I didn’t have much time to contemplate the colors of the stars and stripes, because I was interrupted at that point by a very unwelcome sound. It was the sound of something hissing and rattling, and it was coming from directly above me. I barely had time to look up before the nightstalker was leaping off the top of the elevator and going directly for my face.
“SON OF A BITCH!” I fell backwards, trying to get out of the way of the ravenous coyote-rattlesnake hybrid. I raised my Pip Boy up to protect my face just in time – its enormous fanged maw clamped down on the metal computer attached to my arm, rather than my face. Within seconds, I’d fallen flat on my ass with this thing on top of me, trying to swallow the wrist computer and my arm along with it – hell, it looked like it was trying to dislocate parts of its jaw to swallow my arm whole!
“Sorry, I’m not on the menu!” I yelled. In one swift motion, I pulled one of my combat knives out of its sheath, and plunged it into the side of the nightstalkers head. It let out a muffled yelp, and the grip on my arm loosened considerably. It was enough to let me shove it to the side and start to get up.
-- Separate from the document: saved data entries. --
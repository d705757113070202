use axum::{extract::DefaultBodyLimit, http::StatusCode, response::IntoResponse, routing::get, Router};
use tower_http::trace::TraceLayer;

use arena_bridge_core::bridge::middleware::cors_layer;
use arena_bridge_core::bridge::{build_bridge_router, AppState};

/// Inline images arrive as base64 data URIs inside the chat body.
const MAX_BODY_BYTES: usize = 100 * 1024 * 1024;

pub fn build_router(state: AppState) -> Router {
    let public_routes = Router::new()
        .route("/health", get(health_check))
        .route("/healthz", get(health_check))
        .route("/version", get(version_info));

    public_routes
        .merge(build_bridge_router(state))
        .layer(DefaultBodyLimit::max(MAX_BODY_BYTES))
        .layer(TraceLayer::new_for_http())
        .layer(cors_layer())
}

async fn health_check() -> impl IntoResponse {
    (StatusCode::OK, axum::Json(serde_json::json!({"status": "ok"})))
}

async fn version_info() -> impl IntoResponse {
    (
        StatusCode::OK,
        axum::Json(serde_json::json!({
            "version": option_env!("GIT_VERSION").unwrap_or("dev"),
            "build_time": option_env!("BUILD_TIME").unwrap_or("unknown"),
            "cargo_version": env!("CARGO_PKG_VERSION"),
        })),
    )
}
And then I heard another pair of rattling tails…
Six minutes later, I was standing in front of the elevator, surrounded by almost a dozen nightstalker corpses.
“Roxie?” I called out, checking how much ammo I had left. “Stripe? You guys okay?” I still had half a clip for Roscoe, one shell for the sawed-off on my hip, and three bullets for That Gun. I hadn’t used the Ranger Sequoia or the MP5, and the Holorifle was back in The Sink; I only had two microfusion cells left for that one, and I hadn’t found any more yet. Out of everything, the pulse gun and the sonic probably had the most ammo.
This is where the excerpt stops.